Eviterei di reagire nella altrettanto solita e inconcludente ironica incredulità che ha accompagnato molte delle imprese del magnate sudafricano. Dalla tesla alla programmazione dei viaggi dum arte alla flotta satellitare più poderosa del pianeta.

Proprio 24 ore dopo aver scosso il Nasdaq con il suo rilancio per l’acquisto dell’uccellino, annunciando di mobilitare 44 miliardi di dollari, si passa alla seconda fase, quella che potremmo definire del “te lo avevo detto io“. Sempre l’uomo più ricco del mondo, lo è al momento in cui sto scrivendo, ma sicuramente lo rimarrà per le prossime 24 ore, nonostante i bruschi sbalzi delle sue fortune, indotti proprio dal suo spregiudicato modo di gestire l’informazione insider, ha banalizzato i suoi obiettivi comunicandoli con una compiaciuta ed esibite aura di informale paradossalità.

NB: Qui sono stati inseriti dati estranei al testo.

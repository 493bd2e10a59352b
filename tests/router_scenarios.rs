//! End-to-end router scenarios through the umbrella crate.
//!
//! Run with:
//! ```bash
//! cargo test -p midiroute --test router_scenarios
//! ```

mod helpers;

use helpers::*;
use midiroute::prelude::*;
use midiroute::{router_for, Error};

fn port_router(transport: &LoopbackTransport, config: PortConfig) -> OutputRouter {
    router_for(
        transport.clone(),
        EndpointKind::Port,
        config,
        RouterConfig {
            sends_sysex_asynchronously: true,
            ..Default::default()
        },
    )
    .expect("Failed to create port router")
}

// =============================================================================
// Virtual endpoint
// =============================================================================

#[test]
fn test_virtual_router_sends_sysex_whole() {
    init_tracing();
    let transport = LoopbackTransport::new();
    let router = router_for(
        transport.clone(),
        EndpointKind::Virtual,
        PortConfig::default(),
        RouterConfig::default(),
    )
    .unwrap();
    let rx = router.subscribe();

    let message = sysex_of_len(200);
    router.send(message.clone()).unwrap();

    assert_eq!(transport.packets(), vec![message.bytes().to_vec()]);
    assert!(rx.recv_timeout(QUIET).is_err());
}

#[test]
fn test_virtual_router_rejects_async_config() {
    let result = router_for(
        LoopbackTransport::new(),
        EndpointKind::Virtual,
        PortConfig::default(),
        RouterConfig {
            sends_sysex_asynchronously: true,
            ..Default::default()
        },
    );
    match result {
        Err(e) => assert!(e.is_unsupported(), "unexpected error: {}", e),
        Ok(_) => panic!("virtual endpoint accepted asynchronous sysex"),
    }
}

#[test]
fn test_invalid_port_config_rejected() {
    let result = router_for(
        LoopbackTransport::new(),
        EndpointKind::Port,
        PortConfig {
            sysex_chunk_size: 0,
            ..Default::default()
        },
        RouterConfig::default(),
    );
    assert!(matches!(
        result,
        Err(Error::Output(midiroute::io::Error::InvalidConfig(_)))
    ));
}

// =============================================================================
// Port endpoint
// =============================================================================

#[test]
fn test_port_router_transfer_completes() {
    init_tracing();
    let transport = LoopbackTransport::new();
    let router = port_router(&transport, PortConfig::default());
    let rx = router.subscribe();

    let message = sysex_of_len(200);
    router.send(message.clone()).unwrap();

    let mut seen = Vec::new();
    while seen.len() < 2 {
        seen.push(rx.recv_timeout(WAIT).expect("notification not delivered"));
    }
    assert!(matches!(seen[0], OutputNotification::WillStartSysExSend { .. }));
    match &seen[1] {
        OutputNotification::FinishedSysExSend {
            request,
            disposition,
        } => {
            assert!(disposition.is_completed());
            assert_eq!(request.bytes_remaining(), 0);
        }
        other => panic!("expected finished, got {:?}", other),
    }
    assert_eq!(transport.joined(), message.bytes());
}

#[test]
fn test_cancel_reports_cancelled_once() {
    let transport = LoopbackTransport::new();
    let router = port_router(&transport, slow_port_config(8));
    let rx = router.subscribe();

    router.send(sysex_of_len(200)).unwrap();
    assert!(!rx.recv_timeout(WAIT).unwrap().is_finished());

    router.cancel_pending_sysex_send_requests();

    let finished = rx.recv_timeout(WAIT).unwrap();
    match finished {
        OutputNotification::FinishedSysExSend { disposition, .. } => {
            assert!(disposition.is_cancelled())
        }
        other => panic!("expected finished, got {:?}", other),
    }
    assert!(rx.recv_timeout(QUIET).is_err());
    assert!(router.current_sysex_send_request().is_none());
    assert!(transport.joined().len() < 200);
}

#[test]
fn test_lost_capability_fails_new_transfers() {
    let transport = LoopbackTransport::new();
    let router = port_router(&transport, PortConfig::default());
    assert!(router.can_send_sysex_asynchronously());

    transport.set_async_sysex(false);
    assert!(!router.can_send_sysex_asynchronously());

    let err = router.send(sysex_of_len(20)).unwrap_err();
    assert!(err.is_unsupported());

    // Turning the flag off falls back to the plain-packet path.
    router.set_sends_sysex_asynchronously(false).unwrap();
    router.send(sysex_of_len(20)).unwrap();
    assert_eq!(transport.packets().len(), 1);
}

#[test]
fn test_swap_port_for_virtual() {
    let port_transport = LoopbackTransport::new();
    let router = port_router(&port_transport, slow_port_config(8));
    let rx = router.subscribe();
    router.send(sysex_of_len(200)).unwrap();

    let virtual_transport = LoopbackTransport::new();
    let old = router
        .replace_endpoint(VirtualEndpoint::new(virtual_transport.clone()))
        .unwrap();
    drop(old);

    let finished = loop {
        let n = rx.recv_timeout(WAIT).expect("old transfer never finished");
        if n.is_finished() {
            break n;
        }
    };
    assert!(matches!(
        finished,
        OutputNotification::FinishedSysExSend {
            disposition: SysExDisposition::Cancelled,
            ..
        }
    ));

    assert_eq!(router.endpoint_kind(), EndpointKind::Virtual);
    assert!(!router.sends_sysex_asynchronously());
    router.send(sysex_of_len(50)).unwrap();
    assert_eq!(virtual_transport.packets().len(), 1);
}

Voglio andare su Marte, era l’annuncio con cui ha coperto la creazione di una flotta di oltre 18 mila satelliti, che potrebbe arrivare a 30 mila in qualche mese. Con quel sistema di controllo dal cielo ha spostato gli equilibri della guerra in Ucraina, rispondendo al famoso appello del ministro della tecnologia di Kiev Fiodorov – “mentre stai colonizzando Marte ci stanno aggredendo e distruggendo”. E ora, con un altro click con cui lancia un referendum globale sul cessate il fuoco, si permette di tenere in scacco le cancellerie del mondo giocando a fare il nuovo Metternich che disegna equilibri e trattati di tregua, per privatizzare la pace come ha privatizzato la guerra.

Contemporaneamente, in violazione di ogni regola di trasparenza nell’uso delle informazioni durante una procedura di merger finanziario, come è quella che da mesi tiene sospesa sulla testa degli azionisti di Twitter, propone un altro quiz sulle finalità di questa operazione, dando qualche indizio.

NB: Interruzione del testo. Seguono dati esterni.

//! Outgoing MIDI message: an opaque byte payload with a delivery timestamp.

use crate::error::{Error, Result};
use crate::time::HostTime;
use midi_msg::MidiMsg;
use smallvec::SmallVec;

pub const SYSEX_START: u8 = 0xF0;
pub const SYSEX_END: u8 = 0xF7;

/// Channel messages fit inline; sysex spills to the heap.
pub type MessageBytes = SmallVec<[u8; 4]>;

#[derive(Debug, Clone, PartialEq, Eq)]
pub struct MidiMessage {
    /// When to deliver. `HostTime::ZERO` means as soon as possible.
    pub timestamp: HostTime,
    bytes: MessageBytes,
}

impl MidiMessage {
    pub fn new(timestamp: HostTime, bytes: impl AsRef<[u8]>) -> Result<Self> {
        let bytes = bytes.as_ref();
        if bytes.is_empty() {
            return Err(Error::EmptyMessage);
        }
        Ok(Self {
            timestamp,
            bytes: SmallVec::from_slice(bytes),
        })
    }

    pub fn immediate(bytes: impl AsRef<[u8]>) -> Result<Self> {
        Self::new(HostTime::ZERO, bytes)
    }

    /// Wraps `body` in `F0 ... F7`. Every body byte must be a 7-bit data byte.
    pub fn sysex(timestamp: HostTime, body: &[u8]) -> Result<Self> {
        if let Some((offset, &byte)) = body.iter().enumerate().find(|(_, b)| **b & 0x80 != 0) {
            return Err(Error::InvalidSysExData { offset, byte });
        }
        let mut bytes = MessageBytes::with_capacity(body.len() + 2);
        bytes.push(SYSEX_START);
        bytes.extend_from_slice(body);
        bytes.push(SYSEX_END);
        Ok(Self { timestamp, bytes })
    }

    pub fn from_msg(timestamp: HostTime, msg: &MidiMsg) -> Result<Self> {
        Self::new(timestamp, msg.to_midi())
    }

    #[inline]
    pub fn bytes(&self) -> &[u8] {
        &self.bytes
    }

    #[inline]
    pub fn into_bytes(self) -> MessageBytes {
        self.bytes
    }

    #[inline]
    pub fn len(&self) -> usize {
        self.bytes.len()
    }

    #[inline]
    pub fn is_empty(&self) -> bool {
        self.bytes.is_empty()
    }

    #[inline]
    pub fn status(&self) -> u8 {
        self.bytes[0]
    }

    #[inline]
    pub fn is_sysex(&self) -> bool {
        self.status() == SYSEX_START
    }

    #[inline]
    pub fn is_immediate(&self) -> bool {
        self.timestamp.is_zero()
    }

    #[inline]
    pub fn with_timestamp(mut self, timestamp: HostTime) -> Self {
        self.timestamp = timestamp;
        self
    }
}

impl AsRef<[u8]> for MidiMessage {
    fn as_ref(&self) -> &[u8] {
        &self.bytes
    }
}

#[cfg(test)]
mod tests {
    use super::*;
    use midi_msg::{Channel, ChannelVoiceMsg};

    #[test]
    fn test_empty_message_rejected() {
        assert_eq!(MidiMessage::immediate([]), Err(Error::EmptyMessage));
    }

    #[test]
    fn test_sysex_framing() {
        let msg = MidiMessage::sysex(HostTime::ZERO, &[0x41, 0x10, 0x7F]).unwrap();
        assert_eq!(msg.bytes(), &[0xF0, 0x41, 0x10, 0x7F, 0xF7]);
        assert!(msg.is_sysex());
        assert!(msg.is_immediate());
    }

    #[test]
    fn test_sysex_rejects_status_bytes_in_body() {
        assert_eq!(
            MidiMessage::sysex(HostTime::ZERO, &[0x41, 0x10, 0xFF]),
            Err(Error::InvalidSysExData {
                offset: 2,
                byte: 0xFF
            })
        );
        assert_eq!(
            MidiMessage::sysex(HostTime::ZERO, &[0xF7]),
            Err(Error::InvalidSysExData {
                offset: 0,
                byte: 0xF7
            })
        );
    }

    #[test]
    fn test_channel_message_is_not_sysex() {
        let msg = MidiMessage::immediate([0x90, 60, 100]).unwrap();
        assert!(!msg.is_sysex());
        assert_eq!(msg.status(), 0x90);
        assert_eq!(msg.len(), 3);
    }

    #[test]
    fn test_from_midi_msg() {
        let msg = MidiMsg::ChannelVoice {
            channel: Channel::Ch2,
            msg: ChannelVoiceMsg::NoteOn {
                note: 60,
                velocity: 100,
            },
        };
        let out = MidiMessage::from_msg(HostTime::from_nanos(5), &msg).unwrap();
        assert_eq!(out.bytes(), &[0x91, 60, 100]);
        assert_eq!(out.timestamp.as_nanos(), 5);
    }

    #[test]
    fn test_with_timestamp() {
        let msg = MidiMessage::immediate([0xF8]).unwrap();
        let stamped = msg.with_timestamp(HostTime::from_nanos(42));
        assert!(!stamped.is_immediate());
        assert_eq!(stamped.timestamp.as_nanos(), 42);
    }
}
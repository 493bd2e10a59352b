//! Router and port endpoint configuration.

use crate::error::{Error, Result};
use serde::{Deserialize, Serialize};
use std::time::Duration;

/// What to do when an asynchronous sysex send is requested while another is in flight.
#[derive(Debug, Clone, Copy, Default, PartialEq, Eq, Serialize, Deserialize)]
pub enum InFlightPolicy {
    /// Fail with `Error::TransferInFlight` until the current transfer finishes.
    #[default]
    Reject,
    /// Cancel the current transfer and start the new one.
    Replace,
    /// Hand the new transfer to the endpoint, which runs it after the current one.
    Queue,
}

#[derive(Debug, Clone, Default, PartialEq, Eq, Serialize, Deserialize)]
pub struct RouterConfig {
    pub ignores_timestamps: bool,
    pub sends_sysex_asynchronously: bool,
    pub in_flight_policy: InFlightPolicy,
}

#[derive(Debug, Clone, PartialEq, Eq, Serialize, Deserialize)]
pub struct PortConfig {
    /// Depth of the I/O thread's command queue.
    pub command_capacity: usize,
    /// Bytes per packet when streaming sysex.
    pub sysex_chunk_size: usize,
    /// Gap between sysex chunks. Slow hardware drops bytes without it.
    pub sysex_chunk_interval_ms: u64,
    /// Wake-up interval while idle.
    pub idle_poll_ms: u64,
    /// Wake-up interval while packets are waiting for their timestamp.
    pub schedule_poll_ms: u64,
}

impl Default for PortConfig {
    fn default() -> Self {
        Self {
            command_capacity: 1024,
            sysex_chunk_size: 256,
            sysex_chunk_interval_ms: 0,
            idle_poll_ms: 100,
            schedule_poll_ms: 1,
        }
    }
}

impl PortConfig {
    pub fn validate(&self) -> Result<()> {
        if self.command_capacity == 0 {
            return Err(Error::InvalidConfig(
                "command_capacity must be at least 1".to_string(),
            ));
        }
        if self.sysex_chunk_size < 4 || self.sysex_chunk_size > 65536 {
            return Err(Error::InvalidConfig(format!(
                "sysex_chunk_size {} out of range (4-65536 bytes)",
                self.sysex_chunk_size
            )));
        }
        if self.idle_poll_ms == 0 || self.schedule_poll_ms == 0 {
            return Err(Error::InvalidConfig(
                "poll intervals must be non-zero".to_string(),
            ));
        }
        if self.schedule_poll_ms > self.idle_poll_ms {
            return Err(Error::InvalidConfig(format!(
                "schedule_poll_ms {} exceeds idle_poll_ms {}",
                self.schedule_poll_ms, self.idle_poll_ms
            )));
        }
        Ok(())
    }

    #[inline]
    pub fn sysex_chunk_interval(&self) -> Duration {
        Duration::from_millis(self.sysex_chunk_interval_ms)
    }

    #[inline]
    pub fn idle_poll(&self) -> Duration {
        Duration::from_millis(self.idle_poll_ms)
    }

    #[inline]
    pub fn schedule_poll(&self) -> Duration {
        Duration::from_millis(self.schedule_poll_ms)
    }
}

#[cfg(test)]
mod tests {
    use super::*;

    #[test]
    fn test_default_configs() {
        let router = RouterConfig::default();
        assert!(!router.ignores_timestamps);
        assert!(!router.sends_sysex_asynchronously);
        assert_eq!(router.in_flight_policy, InFlightPolicy::Reject);

        let port = PortConfig::default();
        assert!(port.validate().is_ok());
        assert_eq!(port.sysex_chunk_interval(), Duration::ZERO);
    }

    #[test]
    fn test_port_config_validation() {
        let bad_chunk = PortConfig {
            sysex_chunk_size: 2,
            ..Default::default()
        };
        assert!(matches!(bad_chunk.validate(), Err(Error::InvalidConfig(_))));

        let bad_queue = PortConfig {
            command_capacity: 0,
            ..Default::default()
        };
        assert!(bad_queue.validate().is_err());

        let bad_poll = PortConfig {
            idle_poll_ms: 5,
            schedule_poll_ms: 10,
            ..Default::default()
        };
        assert!(bad_poll.validate().is_err());
    }

    #[test]
    fn test_config_serialization() {
        let config = RouterConfig {
            ignores_timestamps: true,
            sends_sysex_asynchronously: true,
            in_flight_policy: InFlightPolicy::Queue,
        };
        let bytes = bincode::serialize(&config).unwrap();
        let back: RouterConfig = bincode::deserialize(&bytes).unwrap();
        assert_eq!(back, config);
    }
}
//! Software-only output. No I/O thread and no notifications: every message, sysex
//! included, goes to the transport on the caller's thread as one plain packet.

use crate::error::Result;
use crate::transport::PacketTransport;
use midiroute_core::{HostClock, MidiMessage, MonotonicClock};
use parking_lot::Mutex;
use std::sync::Arc;
use tracing::trace;

pub struct VirtualEndpoint {
    name: String,
    transport: Mutex<Box<dyn PacketTransport>>,
    clock: Arc<dyn HostClock>,
}

impl VirtualEndpoint {
    pub fn new(transport: impl PacketTransport + 'static) -> Self {
        Self::with_clock(transport, Arc::new(MonotonicClock::new()))
    }

    pub fn with_clock(transport: impl PacketTransport + 'static, clock: Arc<dyn HostClock>) -> Self {
        Self {
            name: transport.name().to_string(),
            transport: Mutex::new(Box::new(transport)),
            clock,
        }
    }

    pub fn name(&self) -> &str {
        &self.name
    }

    pub fn clock(&self) -> Arc<dyn HostClock> {
        Arc::clone(&self.clock)
    }

    /// The stamp is handed to the transport unchanged; unstamped messages get "now".
    pub fn send(&self, message: &MidiMessage) -> Result<()> {
        let timestamp = if message.is_immediate() {
            self.clock.now()
        } else {
            message.timestamp
        };
        if message.is_sysex() {
            trace!(
                "Sending {}-byte sysex as a plain packet on {}",
                message.len(),
                self.name
            );
        }
        self.transport.lock().send(message.bytes(), timestamp)
    }
}

impl std::fmt::Debug for VirtualEndpoint {
    fn fmt(&self, f: &mut std::fmt::Formatter<'_>) -> std::fmt::Result {
        f.debug_struct("VirtualEndpoint")
            .field("name", &self.name)
            .finish()
    }
}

Un’app universale, dice. In realtà intende un sistema di ingabbiamento dei nostri servizi e comportamenti in rete interconnesso a un solo server e un solo sistema di analisi e profilazione degli utenti per elaborare modelli di proposte personalizzate a livello planetario.

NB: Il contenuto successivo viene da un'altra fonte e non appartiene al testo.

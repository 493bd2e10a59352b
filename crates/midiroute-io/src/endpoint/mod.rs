//! Concrete output endpoints and the capability set the router forwards through.
//!
//! - [`PortEndpoint`]: hardware-visible destination driven by a dedicated I/O thread.
//!   Supports timestamp scheduling and chunked asynchronous sysex transfers.
//! - [`VirtualEndpoint`]: software-only source. Sends synchronously on the caller's
//!   thread; sysex always goes out as a plain packet.

mod port;
mod virtual_endpoint;

pub use port::PortEndpoint;
pub use virtual_endpoint::VirtualEndpoint;

use crate::destination::MessageDestination;
use crate::error::Result;
use crossbeam_channel::Receiver;
use midiroute_core::{HostClock, MidiMessage, OutputNotification};
use std::sync::Arc;

#[derive(Debug, Clone, Copy, PartialEq, Eq, Hash)]
pub enum EndpointKind {
    Port,
    Virtual,
}

impl EndpointKind {
    pub fn as_str(self) -> &'static str {
        match self {
            EndpointKind::Port => "port",
            EndpointKind::Virtual => "virtual",
        }
    }
}

impl std::fmt::Display for EndpointKind {
    fn fmt(&self, f: &mut std::fmt::Formatter<'_>) -> std::fmt::Result {
        f.write_str(self.as_str())
    }
}

/// Operations only some endpoints can perform.
#[derive(Debug, Clone, Copy, PartialEq, Eq, Hash)]
pub enum Capability {
    /// Stream sysex in chunks on the I/O thread and emit lifecycle notifications.
    AsyncSysEx,
    /// Cancel an in-flight sysex transfer.
    SysExCancel,
    /// Drop scheduled-but-undelivered packets.
    FlushOutput,
    /// Adjust the gap between sysex chunks.
    SysExPacing,
}

impl Capability {
    pub const ALL: [Capability; 4] = [
        Capability::AsyncSysEx,
        Capability::SysExCancel,
        Capability::FlushOutput,
        Capability::SysExPacing,
    ];

    pub fn name(self) -> &'static str {
        match self {
            Capability::AsyncSysEx => "asynchronous sysex",
            Capability::SysExCancel => "sysex cancellation",
            Capability::FlushOutput => "flush output",
            Capability::SysExPacing => "sysex pacing",
        }
    }
}

/// Exactly one endpoint kind, exclusively owned by whoever holds it.
#[derive(Debug)]
pub enum OutputEndpoint {
    Port(PortEndpoint),
    Virtual(VirtualEndpoint),
}

impl OutputEndpoint {
    pub fn kind(&self) -> EndpointKind {
        match self {
            OutputEndpoint::Port(_) => EndpointKind::Port,
            OutputEndpoint::Virtual(_) => EndpointKind::Virtual,
        }
    }

    pub fn name(&self) -> &str {
        match self {
            OutputEndpoint::Port(port) => port.name(),
            OutputEndpoint::Virtual(virt) => virt.name(),
        }
    }

    pub fn clock(&self) -> Arc<dyn HostClock> {
        match self {
            OutputEndpoint::Port(port) => port.clock(),
            OutputEndpoint::Virtual(virt) => virt.clock(),
        }
    }

    /// `AsyncSysEx` is asked of the transport each time; the rest are fixed per kind.
    pub fn supports(&self, capability: Capability) -> bool {
        match (self, capability) {
            (OutputEndpoint::Port(port), Capability::AsyncSysEx) => {
                port.can_send_sysex_asynchronously()
            }
            (OutputEndpoint::Port(_), _) => true,
            (OutputEndpoint::Virtual(_), _) => false,
        }
    }

    #[inline]
    pub fn can_send_sysex_asynchronously(&self) -> bool {
        self.supports(Capability::AsyncSysEx)
    }

    /// Immediate-packet path. Sysex is sent whole as a plain packet.
    pub fn send(&self, message: &MidiMessage) -> Result<()> {
        match self {
            OutputEndpoint::Port(port) => port.send(message),
            OutputEndpoint::Virtual(virt) => virt.send(message),
        }
    }

    /// Lifecycle notifications, if this endpoint emits any.
    pub fn subscribe(&self) -> Option<Receiver<OutputNotification>> {
        match self {
            OutputEndpoint::Port(port) => Some(port.subscribe()),
            OutputEndpoint::Virtual(_) => None,
        }
    }

    pub fn as_port(&self) -> Option<&PortEndpoint> {
        match self {
            OutputEndpoint::Port(port) => Some(port),
            OutputEndpoint::Virtual(_) => None,
        }
    }
}

impl From<PortEndpoint> for OutputEndpoint {
    fn from(port: PortEndpoint) -> Self {
        OutputEndpoint::Port(port)
    }
}

impl From<VirtualEndpoint> for OutputEndpoint {
    fn from(virt: VirtualEndpoint) -> Self {
        OutputEndpoint::Virtual(virt)
    }
}

impl MessageDestination for OutputEndpoint {
    fn take_message(&self, message: MidiMessage) -> Result<()> {
        self.send(&message)
    }
}
//! Shared test doubles.

use crate::error::{Error, Result};
use crate::transport::PacketTransport;
use midiroute_core::HostTime;
use parking_lot::Mutex;
use std::sync::atomic::{AtomicBool, Ordering};
use std::sync::Arc;

#[derive(Debug, Clone, PartialEq, Eq)]
pub(crate) struct Delivered {
    pub bytes: Vec<u8>,
    pub timestamp: HostTime,
}

/// Transport that records every packet. Clones share state.
#[derive(Clone, Default)]
pub(crate) struct RecordingTransport {
    pub delivered: Arc<Mutex<Vec<Delivered>>>,
    pub async_sysex: Arc<AtomicBool>,
    pub fail_sends: Arc<AtomicBool>,
}

impl RecordingTransport {
    pub fn new() -> Self {
        let transport = Self::default();
        transport.async_sysex.store(true, Ordering::SeqCst);
        transport
    }

    pub fn packets(&self) -> Vec<Delivered> {
        self.delivered.lock().clone()
    }

    pub fn total_bytes(&self) -> usize {
        self.delivered.lock().iter().map(|d| d.bytes.len()).sum()
    }
}

impl PacketTransport for RecordingTransport {
    fn name(&self) -> &str {
        "recording"
    }

    fn send(&mut self, bytes: &[u8], timestamp: HostTime) -> Result<()> {
        if self.fail_sends.load(Ordering::SeqCst) {
            return Err(Error::SendFailure("transport offline".to_string()));
        }
        self.delivered.lock().push(Delivered {
            bytes: bytes.to_vec(),
            timestamp,
        });
        Ok(())
    }

    fn supports_async_sysex(&self) -> bool {
        self.async_sysex.load(Ordering::SeqCst)
    }
}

La domanda è: questa follia è possibile? La risposta è sì. In parte è gia realizzata. Se pensiamo alla convergenza di tutti i sistemi di memorizzazione delle piattaforme che fanno capo a Google abbiamo già una potenza di classificazione e profilazione a livello mondiale, diciamo 5 miliardi di individui sono condomini di Alphabet.

Ma Elon Musk evidentemente pensa a qualcosa ancora di più pervasivo. I suoi investimenti e i brevetti accumulati nel campo delle applicazioni neuronali, che mirano a rendere il cervello umano un terminale di una rete esterna, con il pretesto di curare l’Alzheimer ci dimostrano che non siamo da tempo nella fantascienza.

Ora proprio nella fase di ingegnerizzazione di queste nuove frontiere dell’interferenza corticale, come viene chiamnata da qualcuno, bisognerebbe che entità istituzionali e politiche prendessero sul serio questo signore. Se vuole un‘app universale dovremmo pensare a un’authority universale che possa contrastarla e normarla. Almeno dovremmo pensare a una nuova release dell’ultimo provvedimento che l’Unione europea ha licenziato in questo settore, il cosiddetto Digital Market Act che già prevede la negoziabilità delle nuove frontiere del controllo e accumulo dei dati, ma che ora dovrebbe anche dotarsi di procedure e messanismi per indagare progetti sperimentali e atti, come appunto la convergenza di una piattaforma di informazione come Twitter insieme a database bio tecnologici quali quelli che Musk ricava dalle sue aziende automobilistiche e satellitari. Ora, non dopo.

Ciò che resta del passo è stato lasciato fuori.